Ventilation strategy affects cytokine release after mesenteric ischemia-reperfusion in rats.

Abstract

To evaluate the impact of different ventilation modalities on lung and plasma concentrations of cytokines in a model of secondary lung inflammation, mesenteric ischemia-reperfusion, in rats. Prospective, randomized, controlled animal study. Research laboratory of a university. Sixty-four male adult Wistar rats weighing 320-380 g. Eight groups were studied. Two groups underwent no surgical procedure: They were either not ventilated or ventilated with an injurious modality consisting of 30 mL/kg tidal volume (Vt) without positive-end expiratory pressure (PEEP). Animals of the other groups underwent laparotomy with or without 2-hr mesenteric ischemia followed by 4 hrs of reperfusion during which the rats were mechanically ventilated.

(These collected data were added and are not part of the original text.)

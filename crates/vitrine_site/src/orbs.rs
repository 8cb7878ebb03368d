//! Decorative background orbs
//!
//! Three blurred color fields behind the page drift forever: each one eases
//! toward its own offset and scale and back again, on periods of 8, 10 and
//! 12 seconds so the motion never visibly repeats as a whole.

use smallvec::SmallVec;
use tracing::debug;
use vitrine_animation::{AnimatedTween, Easing, PropSet, Purpose, TargetKey, Tween};
use vitrine_core::{ElementId, Layout, Rect};

use crate::host::HostContext;

/// Where one orb drifts to, and how long a one-way trip takes
#[derive(Clone, Copy, Debug, PartialEq)]
pub struct Drift {
    pub x: f32,
    pub y: f32,
    pub scale: f32,
    pub period_ms: f32,
}

impl Drift {
    fn tween(&self) -> Tween {
        Tween::to(
            PropSet::new().x(self.x).y(self.y).scale(self.scale),
            self.period_ms,
        )
        .repeat(-1)
        .yoyo(true)
        .easing(Easing::SineInOut)
    }
}

/// Gold (top right), blue (bottom left), copper (center)
pub const DRIFTS: [Drift; 3] = [
    Drift {
        x: 50.0,
        y: -30.0,
        scale: 1.1,
        period_ms: 8000.0,
    },
    Drift {
        x: -40.0,
        y: 40.0,
        scale: 0.9,
        period_ms: 10000.0,
    },
    Drift {
        x: 30.0,
        y: 50.0,
        scale: 1.05,
        period_ms: 12000.0,
    },
];

#[derive(Clone, Copy, Debug)]
pub struct OrbElements {
    pub gold: ElementId,
    pub blue: ElementId,
    pub copper: ElementId,
}

impl OrbElements {
    /// Fixed to the viewport, partly off-screen at the corners
    pub fn create(layout: &Layout, width: f32, height: f32) -> Self {
        Self {
            gold: layout.insert("orbs.gold", Rect::new(width - 440.0, -160.0, 600.0, 600.0)),
            blue: layout.insert("orbs.blue", Rect::new(-160.0, height - 340.0, 500.0, 500.0)),
            copper: layout.insert(
                "orbs.copper",
                Rect::new(width / 2.0 - 200.0, height / 2.0 - 200.0, 400.0, 400.0),
            ),
        }
    }

    pub fn all(&self) -> [ElementId; 3] {
        [self.gold, self.blue, self.copper]
    }
}

/// Endless ambient drift of the three orbs
pub struct BackgroundOrbs {
    elements: OrbElements,
    loops: SmallVec<[AnimatedTween; 3]>,
}

impl BackgroundOrbs {
    pub fn mount(ctx: &HostContext, elements: OrbElements) -> Self {
        let handle = ctx.animations();
        let loops = elements
            .all()
            .into_iter()
            .zip(DRIFTS)
            .map(|(orb, drift)| handle.animate(TargetKey::new(orb, Purpose::Loop), drift.tween()))
            .collect();
        debug!("background orbs drifting");
        Self { elements, loops }
    }

    pub fn elements(&self) -> &OrbElements {
        &self.elements
    }

    /// Whether every orb is still drifting
    pub fn is_looping(&self) -> bool {
        !self.loops.is_empty() && self.loops.iter().all(AnimatedTween::is_playing)
    }

    pub fn unmount(&mut self) {
        self.loops.clear();
    }
}

impl Drop for BackgroundOrbs {
    fn drop(&mut self) {
        self.unmount();
    }
}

Ventilation modalities were conventional (tidal volume 10 mL/kg, PEEP 3 cm H2O), protective (6 mL/kg, 6 cm H(2)O), or injurious (tidal volume 30 mL/kg and no PEEP). Rats were killed by exsanguination, and their lungs were excised and homogenized in buffer. Supernatants of lung homogenates and plasmas were stored at -80 degrees C for subsequent measurements. Tumor necrosis factor-alpha, interleukin-1 beta, interleukin-6, macrophage inhibitory protein 2, and interleukin-10 were determined in lung supernatants and plasmas with a rat-specific enzyme-linked immunosorbent assay. Lung and plasma cytokine concentrations were not significantly different between rats ventilated with the injurious modality only and nonventilated rats. Lung and plasma cytokine concentrations were higher in rats that had undergone mesenteric ischemia-reperfusion than in rats with laparotomy only, whatever ventilation modality. Lung and plasma cytokine concentrations were higher in these rats after the injurious ventilation modality than after the other modalities. This study shows that an injurious ventilation does not produce significant in vivo release of cytokines in intact animals but promotes the release of pro- and anti-inflammatory cytokines in an inflammatory context.